Queen Rania of Jordan Discloses Specific Examples of Suffering of Muslim Refugees and Questions Ethnic Cleansing Motives; Allegations of Sex Trafficking in Refugee Camps; Phillip Pullman Discusses His New Book And Fund Raising Effort to Support Grenfell Victims; Zubin Mehta Shares His Successes and Hopes for the Continuance of the Makeup of the Israel Philharmonic Orchestra. Aired 2-2:30p ET

Aired October 27, 2017 - 14:00:00   ET

THIS IS A RUSH TRANSCRIPT. THIS COPY MAY NOT BE IN ITS FINAL FORM AND MAY BE UPDATED.


[14:00:00]

CHRISTIANE AMANPOUR, CNN HOST: Tonight, starving and exhausted, the harrowing ordeal of (INAUDIBLE). Just back from a refugee camp, Jordan's

Queen Rania tells me that nothing could have prepared her for what she saw there.

(BEGIN VIDEO)

QUEEN RANIA OF JORDAN: To think of the systematic persecution of a group of people is nothing short of ethnic cleansing is what's going on there.

(END VIDEO)

AMANPOUR: Also ahead, our interview with much loved author Phillip Pullman back with "The Book of Dust." Plus we imagine a world without one of its

most illustrious conductors.

Good evening everyone and welcome to our week in review. I'm Christiane Amanpour in London. The scenes are devastating. The suffering

unimaginable and worse still there is no end in sight. This week thousands more Rohingya Muslims fled for their lives. Forced from their homes in

Myanmar where they faced military persecution and making a perilous journey to neighboring Bangladesh. Six hundred thousand have crossed the border

since the end of August. The Red Cross says the crisis is unprecedented and the world is failing in its response. This week the U.S. finally

considered slapping some sanctions on Myanmar and the U.K. has now circulated draft resolutions of the United Nations to condemn the violence.
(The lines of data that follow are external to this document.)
//! Fixes for `#DIV/0!`, `#N/A` and `#NAME?`.

use std::sync::OnceLock;

use excelint_engine::model::{
    CellRef, ErrorKind, Finding, FormulaErrorCode, WorkbookContext, strip_string_literals,
};
use regex::Regex;

use super::{FixResult, FixStrategy, current_formula, fix_error};
use crate::error::Result;
use crate::formula_text::{body, function_calls, rewrite_function_names, typo_correction, wrap_iferror};

struct Patterns {
    simple_division: Regex,
    plain_reference: Regex,
    unquoted_argument: Regex,
    range_typo: Regex,
    word: Regex,
}

fn patterns() -> &'static Patterns {
    static PATTERNS: OnceLock<Patterns> = OnceLock::new();
    PATTERNS.get_or_init(|| {
        let re = |pattern: &str| Regex::new(pattern).expect("fix pattern regex must compile");
        let reference = r"(?:(?:'[^']+'|[A-Za-z0-9_.]+)!)?\$?[A-Za-z]{1,3}\$?\d+";
        Patterns {
            simple_division: re(&format!(r"^=\s*{reference}\s*/\s*{reference}\s*$")),
            plain_reference: re(&format!("^{reference}$")),
            unquoted_argument: re(r"(?<func>[A-Za-z][A-Za-z0-9.]*)\s*\(\s*(?<arg>[A-Za-z][A-Za-z0-9]*)\s*,"),
            range_typo: re(r"(?<col>[A-Za-z]{1,3}):(?<row>\d+)"),
            word: re(r"[A-Za-z_][A-Za-z0-9_.]*"),
        }
    })
}

fn is_formula(finding: &Finding, code: FormulaErrorCode) -> bool {
    finding.kind == ErrorKind::Formula(code)
}

/// Byte offsets of `/` outside parentheses and string literals.
fn top_level_divisions(text: &str) -> Vec<usize> {
    let mut depth = 0usize;
    let mut positions = Vec::new();
    for (i, ch) in strip_string_literals(text).char_indices() {
        match ch {
            '(' => depth += 1,
            ')' => depth = depth.saturating_sub(1),
            '/' if depth == 0 => positions.push(i),
            _ => {}
        }
    }
    positions
}

/// `NAME(...)` where the first `(` closes at the very end.
fn is_single_call(text: &str) -> bool {
    let Some(open) = text.find('(') else {
        return false;
    };
    let name = &text[..open];
    if name.is_empty() || !name.chars().all(|c| c.is_ascii_alphanumeric() || c == '.' || c == '_') {
        return false;
    }
    let mut depth = 0usize;
    for (i, ch) in strip_string_literals(text).char_indices().skip_while(|(i, _)| *i < open) {
        match ch {
            '(' => depth += 1,
            ')' => {
                depth = depth.saturating_sub(1);
                if depth == 0 {
                    return i == text.len() - 1;
                }
            }
            _ => {}
        }
    }
    false
}

/// Guards divisions. Averages and anything hard to split get `IFERROR`;
/// a division by a plain operand gets an explicit zero test.
pub struct DivZeroFix;

impl DivZeroFix {
    fn rewrite(formula: &str) -> String {
        let calls = function_calls(formula);
        if calls.iter().any(|c| c == "AVERAGE") || patterns().simple_division.is_match(formula) {
            return wrap_iferror(formula, "0");
        }

        let expr = body(formula);
        let divisions = top_level_divisions(expr);
        let Some(&last) = divisions.last() else {
            return wrap_iferror(formula, "0");
        };
        let numerator = expr[..last].trim();
        let denominator = expr[last + 1..].trim();
        let plain = patterns().plain_reference.is_match(denominator);

        let guarded = if calls.iter().any(|c| c == "SUM") {
            plain || is_single_call(denominator)
        } else {
            divisions.len() == 1 && plain
        };
        if guarded && !numerator.is_empty() {
            format!("=IF({den}=0, 0, {num}/{den})", den = denominator, num = numerator)
        } else {
            wrap_iferror(formula, "0")
        }
    }
}

impl FixStrategy for DivZeroFix {
    fn name(&self) -> &'static str {
        "div_zero"
    }

    fn can_handle(&self, finding: &Finding) -> bool {
        is_formula(finding, FormulaErrorCode::DivZero)
    }

    fn get_confidence(&self, finding: &Finding) -> f64 {
        let formula = finding.source.as_deref().unwrap_or("");
        if patterns().simple_division.is_match(formula) {
            0.95
        } else if formula.to_ascii_uppercase().contains("AVERAGE") {
            0.90
        } else if formula.contains('/') {
            0.85
        } else {
            0.70
        }
    }

    fn apply_fix(&self, finding: &Finding, workbook: Option<&WorkbookContext>) -> Result<FixResult> {
        let formula = current_formula(finding, workbook)?;
        let fixed = Self::rewrite(&formula);
        Ok(FixResult::fixed(
            finding,
            formula,
            fixed,
            self.get_confidence(finding),
            "Guarded the division against a zero denominator",
        ))
    }
}

const LOOKUP_FUNCTIONS: &[&str] = &["VLOOKUP", "HLOOKUP", "XLOOKUP", "LOOKUP", "MATCH", "INDEX"];

/// Wraps lookups that can miss in `IFERROR`.
pub struct NotAvailableFix;

impl FixStrategy for NotAvailableFix {
    fn name(&self) -> &'static str {
        "not_available"
    }

    fn can_handle(&self, finding: &Finding) -> bool {
        is_formula(finding, FormulaErrorCode::NotAvailable)
    }

    fn get_confidence(&self, finding: &Finding) -> f64 {
        let formula = finding.source.as_deref().unwrap_or("");
        if function_calls(formula).iter().any(|c| c.ends_with("LOOKUP")) {
            0.9
        } else {
            0.8
        }
    }

    fn apply_fix(&self, finding: &Finding, workbook: Option<&WorkbookContext>) -> Result<FixResult> {
        let formula = current_formula(finding, workbook)?;
        let calls = function_calls(&formula);
        let Some(first) = calls.iter().find(|c| LOOKUP_FUNCTIONS.contains(&c.as_str())) else {
            return Err(fix_error(finding, "formula has no lookup function to guard"));
        };
        // A failed MATCH usually feeds arithmetic, so fall back to a number.
        let fallback = if first == "MATCH" { "0" } else { "\"\"" };
        let fixed = wrap_iferror(&formula, fallback);
        Ok(FixResult::fixed(
            finding,
            formula,
            fixed,
            self.get_confidence(finding),
            format!("Wrapped {} in IFERROR", first),
        ))
    }
}

/// Repairs unknown names: typos first, then unquoted text, range typos and
/// named-range case, falling back to an `IFERROR` guard.
pub struct NameFix;

impl NameFix {
    fn quote_text_arguments(formula: &str, workbook: Option<&WorkbookContext>, sheet: &str) -> String {
        let cleaned = strip_string_literals(formula);
        let mut out = String::with_capacity(formula.len() + 4);
        let mut last = 0;
        for caps in patterns().unquoted_argument.captures_iter(&cleaned) {
            let Some(arg) = caps.name("arg") else {
                continue;
            };
            let text = arg.as_str();
            let upper = text.to_ascii_uppercase();
            if CellRef::parse(text).is_some()
                || upper == "TRUE"
                || upper == "FALSE"
                || is_named_range(workbook, sheet, text)
            {
                continue;
            }
            out.push_str(&formula[last..arg.start()]);
            out.push('"');
            out.push_str(&formula[arg.range()]);
            out.push('"');
            last = arg.end();
        }
        out.push_str(&formula[last..]);
        out
    }

    fn fix_range_typos(formula: &str) -> String {
        let cleaned = strip_string_literals(formula);
        let mut out = String::with_capacity(formula.len());
        let mut last = 0;
        for caps in patterns().range_typo.captures_iter(&cleaned) {
            let Some(whole) = caps.get(0) else {
                continue;
            };
            let before = cleaned[..whole.start()].chars().next_back();
            let after = cleaned[whole.end()..].chars().next();
            if before.is_some_and(|c| c.is_ascii_alphanumeric() || c == '$')
                || after.is_some_and(|c| c.is_ascii_alphanumeric())
            {
                continue;
            }
            out.push_str(&formula[last..whole.start()]);
            out.push_str(&caps["col"]);
            out.push_str(&caps["row"]);
            last = whole.end();
        }
        out.push_str(&formula[last..]);
        out
    }

    fn fix_named_range_case(formula: &str, workbook: Option<&WorkbookContext>, sheet: &str) -> String {
        let Some(names) = workbook.and_then(|wb| wb.get_sheet(sheet)).map(|s| &s.named_ranges) else {
            return formula.to_string();
        };
        let cleaned = strip_string_literals(formula);
        let mut out = String::with_capacity(formula.len());
        let mut last = 0;
        for m in patterns().word.find_iter(&cleaned) {
            let canonical = names
                .keys()
                .find(|name| name.eq_ignore_ascii_case(m.as_str()) && name.as_str() != m.as_str());
            if let Some(canonical) = canonical {
                out.push_str(&formula[last..m.start()]);
                out.push_str(canonical);
                last = m.end();
            }
        }
        out.push_str(&formula[last..]);
        out
    }

    fn has_unquoted_text(formula: &str) -> bool {
        let cleaned = strip_string_literals(formula);
        patterns().unquoted_argument.captures_iter(&cleaned).any(|caps| {
            let arg = &caps["arg"];
            let upper = arg.to_ascii_uppercase();
            CellRef::parse(arg).is_none() && upper != "TRUE" && upper != "FALSE"
        })
    }
}

fn is_named_range(workbook: Option<&WorkbookContext>, sheet: &str, name: &str) -> bool {
    workbook
        .and_then(|wb| wb.get_sheet(sheet))
        .is_some_and(|s| s.named_ranges.keys().any(|n| n.eq_ignore_ascii_case(name)))
}

impl FixStrategy for NameFix {
    fn name(&self) -> &'static str {
        "name"
    }

    fn can_handle(&self, finding: &Finding) -> bool {
        is_formula(finding, FormulaErrorCode::Name)
    }

    fn get_confidence(&self, finding: &Finding) -> f64 {
        let formula = finding.source.as_deref().unwrap_or("");
        if function_calls(formula).iter().any(|c| typo_correction(c).is_some()) {
            0.95
        } else if Self::has_unquoted_text(formula) {
            0.9
        } else {
            0.7
        }
    }

    fn apply_fix(&self, finding: &Finding, workbook: Option<&WorkbookContext>) -> Result<FixResult> {
        let formula = current_formula(finding, workbook)?;
        let sheet = finding.location.sheet().unwrap_or_default();
        let confidence = self.get_confidence(finding);

        let (renamed, typos) = rewrite_function_names(&formula);
        if renamed != formula {
            let message = if typos > 0 {
                "Corrected misspelled function names"
            } else {
                "Normalised function name case"
            };
            return Ok(FixResult::fixed(finding, formula, renamed, confidence, message));
        }

        let attempts = [
            ("Quoted a text argument", Self::quote_text_arguments(&formula, workbook, sheet)),
            ("Corrected a malformed cell reference", Self::fix_range_typos(&formula)),
            ("Matched the named range spelling", Self::fix_named_range_case(&formula, workbook, sheet)),
        ];
        if let Some((message, fixed)) = attempts.into_iter().find(|(_, fixed)| *fixed != formula) {
            return Ok(FixResult::fixed(finding, formula, fixed, confidence, message));
        }

        let fixed = wrap_iferror(&formula, "\"#NAME?\"");
        Ok(FixResult::fixed(
            finding,
            formula,
            fixed,
            confidence,
            "Guarded the unresolved name with IFERROR",
        ))
    }
}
One person who has witnessed the suffering for herself is Jordan's Queen Rania and this week she visited a camp of Rohingyian refugees in

Bangladesh. And she joined me shortly after arriving back in Aman to talk about that harrowing visit.

(BEGIN VIDEO)

AMANPOUR: Queen Rania, welcome to the program.

QUEEN RANIA: Thank you Christiane.

AMANPOUR: Can I start by asking you, did anything prepare you for what you saw at that camp, the stories you were told?

QUEEN RANIA: Actually, you know before making the trip, I had braced myself to what those really desperate conditions but I don't think anything

could have prepared me for the heart-wrenching situation I saw there firsthand and the different accounts that I heard from the people I spoke

to. Everywhere you looked around the camp, misery stared right back at you. I mean I saw families who were crammed in flimsy bamboo shelters

sometimes upwards 50 to 60 people in a small shelter. I saw, otherwise they had pitched makeshift tents in mud. Everybody was scrambling for

space for scarce resources, food, and water.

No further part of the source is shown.